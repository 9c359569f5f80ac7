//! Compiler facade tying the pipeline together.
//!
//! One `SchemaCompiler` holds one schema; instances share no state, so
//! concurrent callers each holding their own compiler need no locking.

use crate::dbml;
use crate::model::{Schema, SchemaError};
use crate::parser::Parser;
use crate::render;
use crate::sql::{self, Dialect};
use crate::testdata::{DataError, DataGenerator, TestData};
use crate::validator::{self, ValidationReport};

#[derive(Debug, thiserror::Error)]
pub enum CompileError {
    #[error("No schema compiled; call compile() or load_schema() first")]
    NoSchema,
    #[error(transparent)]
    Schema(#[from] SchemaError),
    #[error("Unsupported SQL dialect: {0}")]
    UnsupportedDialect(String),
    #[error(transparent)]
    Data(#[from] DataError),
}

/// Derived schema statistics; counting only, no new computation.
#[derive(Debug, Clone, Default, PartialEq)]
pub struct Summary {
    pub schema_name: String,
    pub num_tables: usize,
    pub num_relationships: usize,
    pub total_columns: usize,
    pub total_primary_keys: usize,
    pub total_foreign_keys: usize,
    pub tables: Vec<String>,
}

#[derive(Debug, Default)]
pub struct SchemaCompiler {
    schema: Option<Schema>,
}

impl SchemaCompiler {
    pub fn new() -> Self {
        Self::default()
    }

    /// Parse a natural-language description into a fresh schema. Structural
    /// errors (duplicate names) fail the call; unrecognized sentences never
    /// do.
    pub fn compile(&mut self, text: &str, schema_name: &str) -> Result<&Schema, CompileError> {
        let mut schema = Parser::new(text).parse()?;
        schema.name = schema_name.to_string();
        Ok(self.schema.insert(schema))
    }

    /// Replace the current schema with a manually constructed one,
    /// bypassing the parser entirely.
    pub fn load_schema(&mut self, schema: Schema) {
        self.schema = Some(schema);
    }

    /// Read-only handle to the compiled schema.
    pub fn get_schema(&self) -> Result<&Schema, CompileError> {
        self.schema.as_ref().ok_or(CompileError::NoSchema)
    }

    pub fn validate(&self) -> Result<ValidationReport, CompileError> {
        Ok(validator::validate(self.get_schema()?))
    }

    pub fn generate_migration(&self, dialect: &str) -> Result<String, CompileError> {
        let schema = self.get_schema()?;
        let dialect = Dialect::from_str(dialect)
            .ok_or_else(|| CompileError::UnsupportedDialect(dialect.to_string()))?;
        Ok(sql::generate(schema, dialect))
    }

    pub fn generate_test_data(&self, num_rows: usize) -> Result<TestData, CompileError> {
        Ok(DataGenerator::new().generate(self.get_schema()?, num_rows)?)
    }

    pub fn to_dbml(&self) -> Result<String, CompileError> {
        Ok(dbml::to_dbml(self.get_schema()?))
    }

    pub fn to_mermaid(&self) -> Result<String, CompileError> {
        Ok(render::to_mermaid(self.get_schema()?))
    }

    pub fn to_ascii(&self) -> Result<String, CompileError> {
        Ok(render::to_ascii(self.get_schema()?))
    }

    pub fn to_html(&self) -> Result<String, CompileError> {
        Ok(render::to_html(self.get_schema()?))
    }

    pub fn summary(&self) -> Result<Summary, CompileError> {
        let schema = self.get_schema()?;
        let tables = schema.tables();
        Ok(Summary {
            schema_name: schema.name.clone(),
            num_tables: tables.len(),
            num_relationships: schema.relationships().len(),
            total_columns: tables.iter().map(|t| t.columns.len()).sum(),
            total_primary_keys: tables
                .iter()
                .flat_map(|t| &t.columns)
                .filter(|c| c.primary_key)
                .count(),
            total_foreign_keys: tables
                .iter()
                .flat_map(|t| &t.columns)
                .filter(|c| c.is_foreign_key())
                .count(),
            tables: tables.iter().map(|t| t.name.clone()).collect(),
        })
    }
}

| DIRECTIONS FOR THIS TASK |
Take the material above and set it down again exactly.

| WRITTEN ANSWER |
repository 9c359569f5f80ac7
//! Compiler facade tying the pipeline together.
//!
//! One `SchemaCompiler` holds one schema; instances share no state, so
//! concurrent callers each holding their own compiler need no locking.

use crate::dbml;
use crate::model::{Schema, SchemaError};
use crate::parser::Parser;
use crate::render;
use crate::sql::{self, Dialect};
use crate::testdata::{DataError, DataGenerator, TestData};
use crate::validator::{self, ValidationReport};

#[derive(Debug, thiserror::Error)]
pub enum CompileError {
    #[error("No schema compiled; call compile() or load_schema() first")]
    NoSchema,
    #[error(transparent)]
    Schema(#[from] SchemaError),
    #[error("Unsupported SQL dialect: {0}")]
    UnsupportedDialect(String),
    #[error(transparent)]
    Data(#[from] DataError),
}

/// Derived schema statistics; counting only, no new computation.
#[derive(Debug, Clone, Default, PartialEq)]
pub struct Summary {
    pub schema_name: String,
    pub num_tables: usize,
    pub num_relationships: usize,
    pub total_columns: usize,
    pub total_primary_keys: usize,
    pub total_foreign_keys: usize,
    pub tables: Vec<String>,
}

#[derive(Debug, Default)]
pub struct SchemaCompiler {
    schema: Option<Schema>,
}

impl SchemaCompiler {
    pub fn new() -> Self {
        Self::default()
    }

    /// Parse a natural-language description into a fresh schema. Structural
    /// errors (duplicate names) fail the call; unrecognized sentences never
    /// do.
    pub fn compile(&mut self, text: &str, schema_name: &str) -> Result<&Schema, CompileError> {
        let mut schema = Parser::new(text).parse()?;
        schema.name = schema_name.to_string();
        Ok(self.schema.insert(schema))
    }

    /// Replace the current schema with a manually constructed one,
    /// bypassing the parser entirely.
    pub fn load_schema(&mut self, schema: Schema) {
        self.schema = Some(schema);
    }

    /// Read-only handle to the compiled schema.
    pub fn get_schema(&self) -> Result<&Schema, CompileError> {
        self.schema.as_ref().ok_or(CompileError::NoSchema)
    }

    pub fn validate(&self) -> Result<ValidationReport, CompileError> {
        Ok(validator::validate(self.get_schema()?))
    }

    pub fn generate_migration(&self, dialect: &str) -> Result<String, CompileError> {
        let schema = self.get_schema()?;
        let dialect = Dialect::from_str(dialect)
            .ok_or_else(|| CompileError::UnsupportedDialect(dialect.to_string()))?;
        Ok(sql::generate(schema, dialect))
    }

    pub fn generate_test_data(&self, num_rows: usize) -> Result<TestData, CompileError> {
        Ok(DataGenerator::new().generate(self.get_schema()?, num_rows)?)
    }

    pub fn to_dbml(&self) -> Result<String, CompileError> {
        Ok(dbml::to_dbml(self.get_schema()?))
    }

    pub fn to_mermaid(&self) -> Result<String, CompileError> {
        Ok(render::to_mermaid(self.get_schema()?))
    }

    pub fn to_ascii(&self) -> Result<String, CompileError> {
        Ok(render::to_ascii(self.get_schema()?))
    }

    pub fn to_html(&self) -> Result<String, CompileError> {
        Ok(render::to_html(self.get_schema()?))
    }

    pub fn summary(&self) -> Result<Summary, CompileError> {
        let schema = self.get_schema()?;
        let tables = schema.tables();
        Ok(Summary {
            schema_name: schema.name.clone(),
            num_tables: tables.len(),
            num_relationships: schema.relationships().len(),
            total_columns: tables.iter().map(|t| t.columns.len()).sum(),
            total_primary_keys: tables
                .iter()
                .flat_map(|t| &t.columns)
                .filter(|c| c.primary_key)
                .count(),
            total_foreign_keys: tables
                .iter()
                .flat_map(|t| &t.columns)
                .filter(|c| c.is_foreign_key())
                .count(),
            tables: tables.iter().map(|t| t.name.clone()).collect(),
        })
    }
}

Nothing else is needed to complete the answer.